**EXERCISE:**
All lines holding the word "Some" in the listing below need to be copied.

**RECORDS PROVIDED:**
impl VulkanDevice {
    pub fn new(
        instance: &ash::Instance,
        physical_device: vk::PhysicalDevice,
        device: &ash::Device,
    ) -> BackendResult<Self> {
        let allocator = Allocator::new(&AllocatorCreateDesc {
            instance: instance.clone(),
            device: device.clone(),
            physical_device,
            debug_settings: Default::default(),
            buffer_device_address: false,
            allocation_sizes: Default::default(),
        })
        .map_err(|e| BackendError::TextureCreationFailed(format!("Failed to create allocator: {e}")))?;

        Ok(Self {
            instance: instance.clone(),
            physical_device,
            device: device.clone(),
            allocator: Some(Arc::new(Mutex::new(allocator))),
            textures: HashMap::new(),
            render_passes: HashMap::new(),
            framebuffers: HashMap::new(),
            next_texture_id: 1,
        })
    }

    pub fn device(&self) -> &ash::Device {
        &self.device
    }

    pub fn image(&self, texture: TextureHandle) -> Option<vk::Image> {
        self.textures.get(&texture.raw()).map(|t| t.image)
    }

    pub fn image_view(&self, texture: TextureHandle) -> Option<vk::ImageView> {
        self.textures.get(&texture.raw()).map(|t| t.view)
    }

    fn create_view(&self, image: vk::Image, format: TextureFormat) -> BackendResult<vk::ImageView> {
        let view_info = vk::ImageViewCreateInfo::default()
            .image(image)
            .view_type(vk::ImageViewType::TYPE_2D)
            .format(convert_texture_format(format))
            .subresource_range(vk::ImageSubresourceRange {
                aspect_mask: aspect_mask(format),
                base_mip_level: 0,
                level_count: 1,
                base_array_layer: 0,
                layer_count: 1,
            });

        unsafe {
            self.device
                .create_image_view(&view_info, None)
                .map_err(|e| BackendError::TextureCreationFailed(e.to_string()))
        }
    }

    fn register(&mut self, texture: VkTexture) -> TextureHandle {
        let id = self.next_texture_id;
        self.next_texture_id += 1;
        self.textures.insert(id, texture);
        TextureHandle::from_raw(id)
    }

    /// Wrap a swapchain image so it can serve as the presentable attachment.
    ///
    /// The image stays owned by the swapchain; destroying the handle only
    /// destroys the view created here.
    pub fn import_image(
        &mut self,
        image: vk::Image,
        format: vk::Format,
        extent: Extent2d,
        usage: TextureUsage,
    ) -> BackendResult<SurfaceImage> {
        let format = convert_surface_format(format).ok_or_else(|| {
            BackendError::TextureCreationFailed(format!("Unsupported surface format {format:?}"))
        })?;
        let view = self.create_view(image, format)?;
        let texture = self.register(VkTexture {
            image,
            view,
            allocation: None,
        });
        Ok(SurfaceImage::new(texture, extent, format, usage))
    }

    fn image_view_of(&self, texture: TextureHandle) -> BackendResult<vk::ImageView> {
        self.image_view(texture)
            .ok_or_else(|| BackendError::SubmissionFailed(format!("Unknown texture {}", texture.raw())))
    }

    /// Render pass object for `pass` over `target`, created on first use.
    ///
    /// Attachments start in their tracked layouts and finish in their write
    /// layouts, matching the scheduler's bookkeeping.
    pub fn render_pass(
        &mut self,
        pass: &PassDefinition,
        target: &RenderTarget,
    ) -> BackendResult<vk::RenderPass> {
        let mut formats = [TextureFormat::Rgba8Unorm; ATTACHMENT_COUNT];
        for (slot, attachment) in formats.iter_mut().zip(target.attachments()) {
            *slot = attachment.format();
        }

        let key = RenderPassKey {
            role: pass.role(),
            formats,
            initial_layouts: target.layouts(),
        };
        if let Some(&render_pass) = self.render_passes.get(&key) {
            return Ok(render_pass);
        }

        let render_pass = self.create_render_pass(pass, &key)?;
        log::debug!(
            "Created {} render pass for initial layouts {:?}",
            pass.name(),
            key.initial_layouts
        );
        self.render_passes.insert(key, render_pass);
        Ok(render_pass)
    }

    fn create_render_pass(&self, pass: &PassDefinition, key: &RenderPassKey) -> BackendResult<vk::RenderPass> {
        let attachments: Vec<vk::AttachmentDescription> = AttachmentRole::ALL
            .iter()
            .map(|role| {
                let index = role.index();
                let ops = pass.load_store(index);
                vk::AttachmentDescription::default()
                    .format(convert_texture_format(key.formats[index]))
                    .samples(vk::SampleCountFlags::TYPE_1)
                    .load_op(convert_load_op(ops.load_op))
                    .store_op(convert_store_op(ops.store_op))
                    .stencil_load_op(convert_load_op(ops.load_op))
                    .stencil_store_op(convert_store_op(ops.store_op))
                    .initial_layout(convert_image_layout(key.initial_layouts[index]))
                    .final_layout(convert_image_layout(role.write_layout()))
            })
            .collect();

        struct SubpassRefs {
            inputs: Vec<vk::AttachmentReference>,
            colors: Vec<vk::AttachmentReference>,
            depth: Option<vk::AttachmentReference>,
        }

        let refs: Vec<SubpassRefs> = pass
            .subpasses()
            .iter()
            .map(|subpass| {
                let reference = |index: usize, layout: ImageLayout| vk::AttachmentReference {
                    attachment: index as u32,
                    layout: convert_image_layout(layout),
                };
                let role = |index: usize| AttachmentRole::ALL[index];

                SubpassRefs {
                    inputs: subpass
                        .inputs()
                        .iter()
                        .map(|&i| reference(i, role(i).read_layout()))
                        .collect(),
                    colors: subpass
                        .outputs()
                        .iter()
                        .filter(|&&i| !role(i).is_depth())
                        .map(|&i| reference(i, role(i).write_layout()))
                        .collect(),
                    depth: subpass
                        .outputs()
                        .iter()
                        .find(|&&i| role(i).is_depth())
                        .map(|&i| reference(i, role(i).write_layout())),
                }
            })
            .collect();

        let subpasses: Vec<vk::SubpassDescription> = refs
            .iter()
            .map(|r| {
                let description = vk::SubpassDescription::default()
                    .pipeline_bind_point(vk::PipelineBindPoint::GRAPHICS)
                    .input_attachments(&r.inputs)
                    .color_attachments(&r.colors);
                match &r.depth {
                    Some(depth) => description.depth_stencil_attachment(depth),
                    None => description,
                }
            })
            .collect();

        // Chained subpasses read their predecessor's outputs as input attachments
        let dependencies: Vec<vk::SubpassDependency> = (1..subpasses.len() as u32)
            .map(|dst| {
                vk::SubpassDependency::default()
                    .src_subpass(dst - 1)
                    .dst_subpass(dst)
                    .src_stage_mask(
                        vk::PipelineStageFlags::COLOR_ATTACHMENT_OUTPUT
                            | vk::PipelineStageFlags::LATE_FRAGMENT_TESTS,
                    )
                    .dst_stage_mask(vk::PipelineStageFlags::FRAGMENT_SHADER)
                    .src_access_mask(
                        vk::AccessFlags::COLOR_ATTACHMENT_WRITE
                            | vk::AccessFlags::DEPTH_STENCIL_ATTACHMENT_WRITE,
                    )
                    .dst_access_mask(vk::AccessFlags::INPUT_ATTACHMENT_READ)
                    .dependency_flags(vk::DependencyFlags::BY_REGION)
            })
            .collect();

        let render_pass_info = vk::RenderPassCreateInfo::default()
            .attachments(&attachments)
            .subpasses(&subpasses)
            .dependencies(&dependencies);

        unsafe {
            self.device
                .create_render_pass(&render_pass_info, None)
                .map_err(|e| BackendError::SubmissionFailed(format!("Failed to create render pass: {e}")))
        }
    }

    /// Framebuffer binding every attachment of `target`, created on first use
    pub fn framebuffer(
        &mut self,
        render_pass: vk::RenderPass,
        target: &RenderTarget,
    ) -> BackendResult<vk::Framebuffer> {
        let mut textures = [TextureHandle::from_raw(0); ATTACHMENT_COUNT];
        for (slot, attachment) in textures.iter_mut().zip(target.attachments()) {
            *slot = attachment.texture();
        }

        let key = FramebufferKey {
            render_pass,
            textures,
        };
        if let Some(&framebuffer) = self.framebuffers.get(&key) {
            return Ok(framebuffer);
        }

        let views = textures
            .iter()
            .map(|&t| self.image_view_of(t))
            .collect::<BackendResult<Vec<_>>>()?;
        let extent = target.extent();
        let framebuffer_info = vk::FramebufferCreateInfo::default()
            .render_pass(render_pass)
            .attachments(&views)
            .width(extent.width)
            .height(extent.height)
            .layers(1);

        let framebuffer = unsafe {
            self.device
                .create_framebuffer(&framebuffer_info, None)
                .map_err(|e| BackendError::SubmissionFailed(format!("Failed to create framebuffer: {e}")))?
        };
        self.framebuffers.insert(key, framebuffer);
        Ok(framebuffer)
    }

    /// Destroy framebuffers that reference `texture`
    fn evict_framebuffers(&mut self, texture: TextureHandle) {
        let device = &self.device;
        self.framebuffers.retain(|key, framebuffer| {
            let stale = key.textures.contains(&texture);
            if stale {
                unsafe { device.destroy_framebuffer(*framebuffer, None) };
            }
            !stale
        });
    }
}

**ANSWER FOR THE TASK:**
            allocator: Some(Arc::new(Mutex::new(allocator))),
        if let Some(&render_pass) = self.render_passes.get(&key) {
                    Some(depth) => description.depth_stencil_attachment(depth),
        if let Some(&framebuffer) = self.framebuffers.get(&key) {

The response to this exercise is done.